那小猴子见了他们,竟似非常的胆怯,畏缩着身体怪声哭叫了起来,这一哭,却将郁天剑怀中的水芙蓉哭醒了过来,先前的一声惊吓已让她陷入了半昏迷的状态,而此刻醒过来,她只是四处寻望,忽而叹道:“这是什么地方呀?靖公子呢?”
郁天剑见她醒来,不禁有些欣喜,但想到这满屋的人皮灯笼,想必她见了又会受到惊吓,于是他趁她还没有看清这里的一切时,立即捂住了她的眼睛:“你不要看!”

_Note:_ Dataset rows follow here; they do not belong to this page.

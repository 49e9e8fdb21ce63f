//! Reservation Repository

use surrealdb::{RecordId, Surreal};
use surrealdb::engine::local::Db;

use super::{BaseRepository, RepoError, RepoResult};
use crate::db::models::{Reservation, ReservationDetail, ReservationStatus};
use crate::utils::time::now_millis;

const TABLE: &str = "reservation";

#[derive(Clone)]
pub struct ReservationRepository {
    base: BaseRepository,
}

impl ReservationRepository {
    pub fn new(db: Surreal<Db>) -> Self {
        Self {
            base: BaseRepository::new(db),
        }
    }

    /// Allocate the next reservation sequence number
    pub async fn next_number(&self) -> RepoResult<i64> {
        self.base.next_sequence("reservation").await
    }

    /// Find all reservations with their tables fetched, newest slot first
    pub async fn find_all_detailed(&self) -> RepoResult<Vec<ReservationDetail>> {
        let reservations: Vec<ReservationDetail> = self
            .base
            .db()
            .query("SELECT * FROM reservation ORDER BY reserved_at DESC FETCH `table`")
            .await?
            .take(0)?;
        Ok(reservations)
    }

    /// Find reservation by id
    pub async fn find_by_id(&self, id: &RecordId) -> RepoResult<Option<Reservation>> {
        let reservation: Option<Reservation> = self.base.db().select(id.clone()).await?;
        Ok(reservation)
    }

    /// Find reservation by id with the table fetched
    pub async fn find_detailed(&self, id: &RecordId) -> RepoResult<Option<ReservationDetail>> {
        let mut result = self
            .base
            .db()
            .query("SELECT * FROM reservation WHERE id = $id FETCH `table`")
            .bind(("id", id.clone()))
            .await?;
        let reservations: Vec<ReservationDetail> = result.take(0)?;
        Ok(reservations.into_iter().next())
    }

    /// Earliest reservation on a table strictly after `now`
    ///
    /// Only live reservations count; cancelled or completed ones must not
    /// block a walk-in.
    pub async fn earliest_upcoming(
        &self,
        table: &RecordId,
        now: i64,
    ) -> RepoResult<Option<Reservation>> {
        let mut result = self
            .base
            .db()
            .query(
                "SELECT * FROM reservation \
                 WHERE `table` = $table_id AND reserved_at > $now AND status IN $statuses \
                 ORDER BY reserved_at ASC LIMIT 1",
            )
            .bind(("table_id", table.clone()))
            .bind(("now", now))
            .bind((
                "statuses",
                vec![ReservationStatus::Pending, ReservationStatus::Paid],
            ))
            .await?;
        let reservations: Vec<Reservation> = result.take(0)?;
        Ok(reservations.into_iter().next())
    }

    /// Create a new reservation
    pub async fn create(&self, reservation: Reservation) -> RepoResult<Reservation> {
        let created: Option<Reservation> =
            self.base.db().create(TABLE).content(reservation).await?;
        created.ok_or_else(|| RepoError::Database("Failed to create reservation".to_string()))
    }

    /// Status-only write, used by the confirm flow
    pub async fn set_status(
        &self,
        id: &RecordId,
        status: ReservationStatus,
    ) -> RepoResult<Reservation> {
        let mut result = self
            .base
            .db()
            .query("UPDATE $id SET status = $status, updated_at = $now RETURN AFTER")
            .bind(("id", id.clone()))
            .bind(("status", status))
            .bind(("now", now_millis()))
            .await?;
        let reservations: Vec<Reservation> = result.take(0)?;
        reservations
            .into_iter()
            .next()
            .ok_or_else(|| RepoError::NotFound(format!("Reservation {} not found", id)))
    }

    /// Write back every mutable field of a reservation
    pub async fn update(&self, reservation: &Reservation) -> RepoResult<Reservation> {
        let id = reservation
            .id
            .clone()
            .ok_or_else(|| RepoError::Validation("Reservation has no ID".to_string()))?;
        let mut result = self
            .base
            .db()
            .query(
                "UPDATE $id SET name = $name, phone = $phone, email = $email, \
                 `table` = $table_id, reserved_at = $reserved_at, table_fee = $table_fee, \
                 status = $status, updated_at = $now RETURN AFTER",
            )
            .bind(("id", id.clone()))
            .bind(("name", reservation.name.clone()))
            .bind(("phone", reservation.phone.clone()))
            .bind(("email", reservation.email.clone()))
            .bind(("table_id", reservation.table.clone()))
            .bind(("reserved_at", reservation.reserved_at))
            .bind(("table_fee", reservation.table_fee))
            .bind(("status", reservation.status))
            .bind(("now", now_millis()))
            .await?;
        let reservations: Vec<Reservation> = result.take(0)?;
        reservations
            .into_iter()
            .next()
            .ok_or_else(|| RepoError::NotFound(format!("Reservation {} not found", id)))
    }

    /// Hard delete; true when a record was removed
    pub async fn delete(&self, id: &RecordId) -> RepoResult<bool> {
        let deleted: Option<Reservation> = self.base.db().delete(id.clone()).await?;
        Ok(deleted.is_some())
    }
}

这时,那小猴子将纯净的目光投向了郁天剑怀中的水芙蓉,咧着嘴竟叫起了:“娘,娘……”
水芙蓉听到小孩天真的呼唤,不由得怜从心起,问道:“郁公子,这里有小孩,是么?”
郁天剑一怔,将目光投向了欧阳勋,他冷凛的眸子里突出凌厉的光芒,欧阳勋会其意,便在心中凝出一道剑气来,却不料,他稍稍迟疑的一瞬间,那小孩似有警觉,瘦小的身子机灵的一窜,竟扑到了郁天剑身旁,毛茸茸的双手抓着水芙蓉的红衣,哭叫道:“娘救我,娘救我……”
水芙蓉心中一惊,拉开了郁天剑掩住她眼睛的手,目光投向了小孩的哭声处,乍一看,也是一惊,但仔细的看清这小猴子之后,她心里又生起了怜悯的悲凉,不难猜测出,这个小孩一定是在山洞里生活久了,没有受过人类的抚养与教育而退化成了猴子的模样,“郁公子,放我下来吧!”水芙蓉从郁天剑怀里挣脱后,连忙拉起了瑟缩着身子颤抖的小猴子的手,关切的问道:“你怎么啦?哪里受伤了吗?”
“饿,饿……”小猴子只是一个劲儿的叫道,如婴儿般的眼睛里透出渴盼的光芒来,水芙蓉心中一痛,拉了小猴子的手道:“走,我们去找吃的。”她说着牵了小猴子的手便真要跑出去找吃的,郁天剑拦到她身前道:“你要到哪里去找吃的?”
“我……”水芙蓉忽然觉得无言以对,她的目光也扫视向了这个挂满人皮灯笼的地洞,不禁脑中又是一麻,几乎又要昏了过去,郁天剑抢身过来扶住了她,而就在他的目光都集中在她身上时,她却一声痛叫,身体委顿了下去,郁天剑向她身后看时,就见那小猴子一张嘴狠狠的咬在了水芙蓉的手腕上,鲜血染红了他脸上垂下来的茸毛。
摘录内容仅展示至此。